Is ti possible for something in the distributer to go out? Again, I'm getting no engine light coming on. I had done some work where I had to pull the transmission back from the engine and when I bolted it back up it wouldn't start. I noticed that I had pinched two of the four wires of the four conductor ribbon cable/wire going into the distributor in between the engine block and the transmission. I got it out and then the engine would start. I wiggled the wire but didn't get any reaction so I wrapped some Gorilla tape around it and called it quits.
With no engine light coming on this is hard to diagnose. I suppose it's possible the coil I bought is flaky (BorgWarner). Is there a way to test coils?
Thanks in advance,
M. Wagner
Sounds like the exact issues I'm having. Started with just cutting out a second or 2, now has progressed to full blown, sitting on the side of the highway waiting for it to cool and run again. So far I have replaced the coil and the crank sensor. Worst part is, replacing them one at a time made the problem go away for about 2 weeks each part swap...

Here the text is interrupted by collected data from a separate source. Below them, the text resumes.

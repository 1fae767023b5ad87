//! SQLite backend for the Pillbox reminder store.
//!
//! Every operation opens its own [`tokio_rusqlite`] connection, runs one
//! statement on that connection's worker thread, and closes it again. Nothing
//! is held open between calls, so the store can be shared freely between the
//! command-line front end and the background poller.

mod schema;
mod store;

pub mod error;

pub use error::{Error, Result};
pub use store::SqliteStore;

I'm currently thinking computer. Their on ebad for $170... Don't know what else to do being that there are no codes. Have noticed the one time I checked that there was no spark, and lately it does seem to start running weak before it quits.
Have had suggestions of fuel filter, but the no spark would seem to rule that out. Also distributor, but the no spark was from the coil and of course the plugs, but the fact that there was no spark from the coil would seem to rule out distributor.
My van is also a 1999 b1500 long bed, w a 5.2 Mileage is 250K
I'm currently thinking computer. Their on ebad for $170... Don't know what else to do being that there are no codes. Have noticed the one time I checked that there was no spark, and lately it does seem to start running weak before it quits.
Have had suggestions of fuel filter, but the no spark would seem to rule that out. Also distributor, but the no spark was from the coil and of course the plugs, but the fact that there was no spark from the coil would seem to rule out distributor.
My van is also a 1999 b1500 long bed, w a 5.2 Mileage is 250K
Last edited by jimbo111@yahoo.com; Jul 28, 2013 at 05:39 PM.
I replaced the cam sensor as someone suggested. Made no difference. One thing I noticed on the old sensor was that it appeared that something has been rubbing on it like maybe the crescent shaped metal below the rotor although I'm not sure if that rotates. I have a rebuilt ECU that I purchased some time back due to bad information from PLX regarding their gas milage meter that would just need the correct milage reprogrammed into it but I was hoping to return it for a refund. Other then the coil what other item could get faulty and not activate the check engine light?
A failing crank pickup has the exact same symptoms and often will not trigger CEL codes.